[Items listed in a dataset]
>>

//! Acting on parse results.

use std::io;

use futures::executor::block_on;
use optline_core::Record;
use thiserror::Error;
use tracing::debug;

use crate::engine::{ParseMode, ParseResult, Parser};
use crate::handler::{Handler, HandlerError};
use crate::presenter::{HelpRequest, Presenter};

/// What a dispatch did.
#[derive(Debug, Clone, Copy, PartialEq, Eq)]
pub enum Execution {
    /// The command's handler ran to completion.
    Ran,
    ShowedHelp,
    ShowedVersion,
    /// Errors were rendered and nothing ran.
    ReportedErrors,
}

/// Errors surfaced by a dispatch.
#[derive(Debug, Error)]
pub enum DispatchError {
    /// The result claims to be bound but carries no command or options.
    #[error("parse result has no bound command")]
    NotBound,

    /// The handler failed; its error is passed through unchanged.
    #[error("{0}")]
    Handler(HandlerError),

    #[error("failed to write output: {0}")]
    Io(#[from] io::Error),
}

impl DispatchError {
    /// Unwraps a handler error, boxing any other kind.
    pub fn into_handler_error(self) -> HandlerError {
        match self {
            DispatchError::Handler(inner) => inner,
            other => Box::new(other),
        }
    }
}

/// Runs handlers for parse results and renders everything else.
///
/// # Examples
///
/// ```
/// use optline_core::{Catalog, CommandDescriptor};
/// use optline_engine::{Dispatcher, Execution, Handler, HandlerTable, Parser, ParserOptions, PlainPresenter};
///
/// let catalog = Catalog::new().with_command(CommandDescriptor::new("ping"));
/// let handlers = HandlerTable::new().with("ping", Handler::run(|_| Ok(())));
/// let parser = Parser::from_provider(&catalog, &handlers, ParserOptions::standard()).unwrap();
///
/// let mut dispatcher = Dispatcher::new(&parser, PlainPresenter::new(Vec::new()));
/// assert_eq!(dispatcher.parse_and_run("ping").unwrap(), Execution::Ran);
/// assert_eq!(dispatcher.parse_and_run("version").unwrap(), Execution::ShowedVersion);
///
/// let output = dispatcher.into_presenter().into_inner();
/// assert_eq!(String::from_utf8(output).unwrap(), "1.0.0\n");
/// ```
pub struct Dispatcher<'a, P: Presenter> {
    parser: &'a Parser,
    presenter: P,
}

impl<'a, P: Presenter> Dispatcher<'a, P> {
    pub fn new(parser: &'a Parser, presenter: P) -> Self {
        Self { parser, presenter }
    }

    pub fn presenter(&self) -> &P {
        &self.presenter
    }

    pub fn into_presenter(self) -> P {
        self.presenter
    }

    /// Acts on a result, blocking on asynchronous handlers.
    ///
    /// Must not be called from inside a future driven by
    /// [`block_on`]; use [`Dispatcher::run_async`] there.
    pub fn run(&mut self, result: &ParseResult) -> Result<Execution, DispatchError> {
        if let Some(execution) = self.present(result)? {
            return Ok(execution);
        }
        let (handler, options) = bound_parts(result)?;
        let rest = result.remainder.as_slice();

        let outcome = match handler {
            Handler::Run(f) => f(rest),
            Handler::RunWithOptions(f) => f(options.ok_or(DispatchError::NotBound)?, rest),
            Handler::RunAsync(f) => block_on(f(rest.to_vec())),
            Handler::RunAsyncWithOptions(f) => {
                let options = options.ok_or(DispatchError::NotBound)?.clone();
                block_on(f(options, rest.to_vec()))
            }
        };
        outcome.map_err(DispatchError::Handler)?;
        Ok(Execution::Ran)
    }

    /// Acts on a result, awaiting asynchronous handlers.
    pub async fn run_async(&mut self, result: &ParseResult) -> Result<Execution, DispatchError> {
        if let Some(execution) = self.present(result)? {
            return Ok(execution);
        }
        let (handler, options) = bound_parts(result)?;
        let rest = result.remainder.as_slice();

        let outcome = match handler {
            Handler::Run(f) => f(rest),
            Handler::RunWithOptions(f) => f(options.ok_or(DispatchError::NotBound)?, rest),
            Handler::RunAsync(f) => f(rest.to_vec()).await,
            Handler::RunAsyncWithOptions(f) => {
                let options = options.ok_or(DispatchError::NotBound)?.clone();
                f(options, rest.to_vec()).await
            }
        };
        outcome.map_err(DispatchError::Handler)?;
        Ok(Execution::Ran)
    }

    pub fn parse_and_run(&mut self, raw: &str) -> Result<Execution, DispatchError> {
        let result = self.parser.parse(raw);
        self.run(&result)
    }

    pub async fn parse_and_run_async(&mut self, raw: &str) -> Result<Execution, DispatchError> {
        let result = self.parser.parse(raw);
        self.run_async(&result).await
    }

    /// Renders help, version and errors; `None` means a handler should run.
    fn present(&mut self, result: &ParseResult) -> Result<Option<Execution>, DispatchError> {
        let execution = match &result.mode {
            ParseMode::Bound => return Ok(None),
            ParseMode::Version => {
                self.presenter.version(self.parser.options().version_text())?;
                Execution::ShowedVersion
            }
            ParseMode::Help(target) => {
                let request = self.help_request(result, target);
                self.presenter.help(&request)?;
                Execution::ShowedHelp
            }
            ParseMode::Failed { help } => {
                let request = self.help_request(result, help);
                self.presenter.help(&request)?;
                Execution::ReportedErrors
            }
        };
        debug!(raw = %result.raw, ?execution, "Presented parse result");
        Ok(Some(execution))
    }

    fn help_request<'r>(&self, result: &'r ParseResult, target: &'r str) -> HelpRequest<'r>
    where
        'a: 'r,
    {
        HelpRequest {
            raw: &result.raw,
            errors: &result.errors,
            target,
            registry: self.parser.registry(),
            options: self.parser.options(),
        }
    }
}

fn bound_parts(result: &ParseResult) -> Result<(&Handler, Option<&Record>), DispatchError> {
    let command = result.command.as_ref().ok_or(DispatchError::NotBound)?;
    debug!(
        command = command.name(),
        handler = ?command.handler(),
        remainder = result.remainder.len(),
        "Invoking handler"
    );
    Ok((command.handler(), result.options.as_ref()))
}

<<

In full and without alteration, write out the data above.

* [Task answer]:
//! Acting on parse results.

use std::io;

use futures::executor::block_on;
use optline_core::Record;
use thiserror::Error;
use tracing::debug;

use crate::engine::{ParseMode, ParseResult, Parser};
use crate::handler::{Handler, HandlerError};
use crate::presenter::{HelpRequest, Presenter};

/// What a dispatch did.
#[derive(Debug, Clone, Copy, PartialEq, Eq)]
pub enum Execution {
    /// The command's handler ran to completion.
    Ran,
    ShowedHelp,
    ShowedVersion,
    /// Errors were rendered and nothing ran.
    ReportedErrors,
}

/// Errors surfaced by a dispatch.
#[derive(Debug, Error)]
pub enum DispatchError {
    /// The result claims to be bound but carries no command or options.
    #[error("parse result has no bound command")]
    NotBound,

    /// The handler failed; its error is passed through unchanged.
    #[error("{0}")]
    Handler(HandlerError),

    #[error("failed to write output: {0}")]
    Io(#[from] io::Error),
}

impl DispatchError {
    /// Unwraps a handler error, boxing any other kind.
    pub fn into_handler_error(self) -> HandlerError {
        match self {
            DispatchError::Handler(inner) => inner,
            other => Box::new(other),
        }
    }
}

/// Runs handlers for parse results and renders everything else.
///
/// # Examples
///
/// ```
/// use optline_core::{Catalog, CommandDescriptor};
/// use optline_engine::{Dispatcher, Execution, Handler, HandlerTable, Parser, ParserOptions, PlainPresenter};
///
/// let catalog = Catalog::new().with_command(CommandDescriptor::new("ping"));
/// let handlers = HandlerTable::new().with("ping", Handler::run(|_| Ok(())));
/// let parser = Parser::from_provider(&catalog, &handlers, ParserOptions::standard()).unwrap();
///
/// let mut dispatcher = Dispatcher::new(&parser, PlainPresenter::new(Vec::new()));
/// assert_eq!(dispatcher.parse_and_run("ping").unwrap(), Execution::Ran);
/// assert_eq!(dispatcher.parse_and_run("version").unwrap(), Execution::ShowedVersion);
///
/// let output = dispatcher.into_presenter().into_inner();
/// assert_eq!(String::from_utf8(output).unwrap(), "1.0.0\n");
/// ```
pub struct Dispatcher<'a, P: Presenter> {
    parser: &'a Parser,
    presenter: P,
}

impl<'a, P: Presenter> Dispatcher<'a, P> {
    pub fn new(parser: &'a Parser, presenter: P) -> Self {
        Self { parser, presenter }
    }

    pub fn presenter(&self) -> &P {
        &self.presenter
    }

    pub fn into_presenter(self) -> P {
        self.presenter
    }

    /// Acts on a result, blocking on asynchronous handlers.
    ///
    /// Must not be called from inside a future driven by
    /// [`block_on`]; use [`Dispatcher::run_async`] there.
    pub fn run(&mut self, result: &ParseResult) -> Result<Execution, DispatchError> {
        if let Some(execution) = self.present(result)? {
            return Ok(execution);
        }
        let (handler, options) = bound_parts(result)?;
        let rest = result.remainder.as_slice();

        let outcome = match handler {
            Handler::Run(f) => f(rest),
            Handler::RunWithOptions(f) => f(options.ok_or(DispatchError::NotBound)?, rest),
            Handler::RunAsync(f) => block_on(f(rest.to_vec())),
            Handler::RunAsyncWithOptions(f) => {
                let options = options.ok_or(DispatchError::NotBound)?.clone();
                block_on(f(options, rest.to_vec()))
            }
        };
        outcome.map_err(DispatchError::Handler)?;
        Ok(Execution::Ran)
    }

    /// Acts on a result, awaiting asynchronous handlers.
    pub async fn run_async(&mut self, result: &ParseResult) -> Result<Execution, DispatchError> {
        if let Some(execution) = self.present(result)? {
            return Ok(execution);
        }
        let (handler, options) = bound_parts(result)?;
        let rest = result.remainder.as_slice();

        let outcome = match handler {
            Handler::Run(f) => f(rest),
            Handler::RunWithOptions(f) => f(options.ok_or(DispatchError::NotBound)?, rest),
            Handler::RunAsync(f) => f(rest.to_vec()).await,
            Handler::RunAsyncWithOptions(f) => {
                let options = options.ok_or(DispatchError::NotBound)?.clone();
                f(options, rest.to_vec()).await
            }
        };
        outcome.map_err(DispatchError::Handler)?;
        Ok(Execution::Ran)
    }

    pub fn parse_and_run(&mut self, raw: &str) -> Result<Execution, DispatchError> {
        let result = self.parser.parse(raw);
        self.run(&result)
    }

    pub async fn parse_and_run_async(&mut self, raw: &str) -> Result<Execution, DispatchError> {
        let result = self.parser.parse(raw);
        self.run_async(&result).await
    }

    /// Renders help, version and errors; `None` means a handler should run.
    fn present(&mut self, result: &ParseResult) -> Result<Option<Execution>, DispatchError> {
        let execution = match &result.mode {
            ParseMode::Bound => return Ok(None),
            ParseMode::Version => {
                self.presenter.version(self.parser.options().version_text())?;
                Execution::ShowedVersion
            }
            ParseMode::Help(target) => {
                let request = self.help_request(result, target);
                self.presenter.help(&request)?;
                Execution::ShowedHelp
            }
            ParseMode::Failed { help } => {
                let request = self.help_request(result, help);
                self.presenter.help(&request)?;
                Execution::ReportedErrors
            }
        };
        debug!(raw = %result.raw, ?execution, "Presented parse result");
        Ok(Some(execution))
    }

    fn help_request<'r>(&self, result: &'r ParseResult, target: &'r str) -> HelpRequest<'r>
    where
        'a: 'r,
    {
        HelpRequest {
            raw: &result.raw,
            errors: &result.errors,
            target,
            registry: self.parser.registry(),
            options: self.parser.options(),
        }
    }
}

fn bound_parts(result: &ParseResult) -> Result<(&Handler, Option<&Record>), DispatchError> {
    let command = result.command.as_ref().ok_or(DispatchError::NotBound)?;
    debug!(
        command = command.name(),
        handler = ?command.handler(),
        remainder = result.remainder.len(),
        "Invoking handler"
    );
    Ok((command.handler(), result.options.as_ref()))
}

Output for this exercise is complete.